In the Torah, the Kohen is our sacred functionary, addressing outbreaks of every kind of disease — medical, societal or psychological. He is “Kohen L’El Elyon,” priest to God on high, ritual guide, teacher and judge. For the common good, the Kohen reconnects people to both God and their fellow Israelites. It’s also clear that every Jew, every person, to some degree, must perform these tasks, having been told by God at Mt. Sinai that we are a nation of kohanim.

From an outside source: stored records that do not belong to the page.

use serde::{Deserialize, Serialize};

use crate::codes::DetectedCode;
use crate::models::ColorName;

const KEYWORD_CATEGORIES: &[(&[&str], &str)] = &[
    (&["work", "business", "office"], "work"),
    (&["urgent", "priority", "asap"], "urgent"),
    (&["personal", "home", "family"], "personal"),
    (&["idea", "brainstorm", "creative"], "ideas"),
];

#[derive(Debug, Clone, Serialize, Deserialize, PartialEq)]
pub struct CodeCategory {
    pub qr_data: String,
    pub color_name: ColorName,
    pub suggested_category: String,
    pub confidence: f64,
}

pub fn color_category(color: ColorName) -> &'static str {
    match color {
        ColorName::Pink => "urgent",
        ColorName::Blue => "work",
        ColorName::Green => "personal",
        ColorName::Orange => "ideas",
        ColorName::White => "notes",
        ColorName::Gray => "archive",
        ColorName::Yellow | ColorName::Unknown => "general",
    }
}

/// Category from the payload keywords, falling back to the note color.
pub fn suggest_category(payload: &str, background: ColorName) -> &'static str {
    let payload = payload.to_lowercase();
    KEYWORD_CATEGORIES
        .iter()
        .find(|(keywords, _)| keywords.iter().any(|k| payload.contains(k)))
        .map(|(_, category)| *category)
        .unwrap_or_else(|| color_category(background))
}

pub fn associate_codes(codes: &[DetectedCode], background: ColorName) -> Vec<CodeCategory> {
    let confidence = if background == ColorName::Unknown { 0.5 } else { 0.8 };
    codes
        .iter()
        .map(|code| CodeCategory {
            qr_data: code.data.clone(),
            color_name: background,
            suggested_category: suggest_category(&code.data, background).to_string(),
            confidence,
        })
        .collect()
}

The portion describes how the Kohen accompanies the metzora, in a ritual declaring them free of their affliction and accompanying quarantine, fully restoring them to life within the community. [Leviticus 14:4 ff] The cleansing, involving two birds, cedar wood, crimson “stuff,” and hyssop grass, richly symbolizes one form of teshuvah — of repairing broken social and spiritual links. It tells the Israelites: “This life matters. In our world, every soul is unique and precious.”

The sages of the Talmud understood the biblical injunction “not to stand idly by the blood of your brother” as mandating medical care. Maimonides sees the same obligation expressed in the verses, “Let your (neighbor) live with you” and in “Love your neighbor as yourself.”

Faced with difficult times and medical calamities, we stand on the wisdom of the Kohanim in Tazria and Metzora: that those who suffer illness will know that they will not be alone facing the unknown.

Rabbi Lawrence M. Pinsker is currently serving Adat Chaim Synagogue in Owings Mills.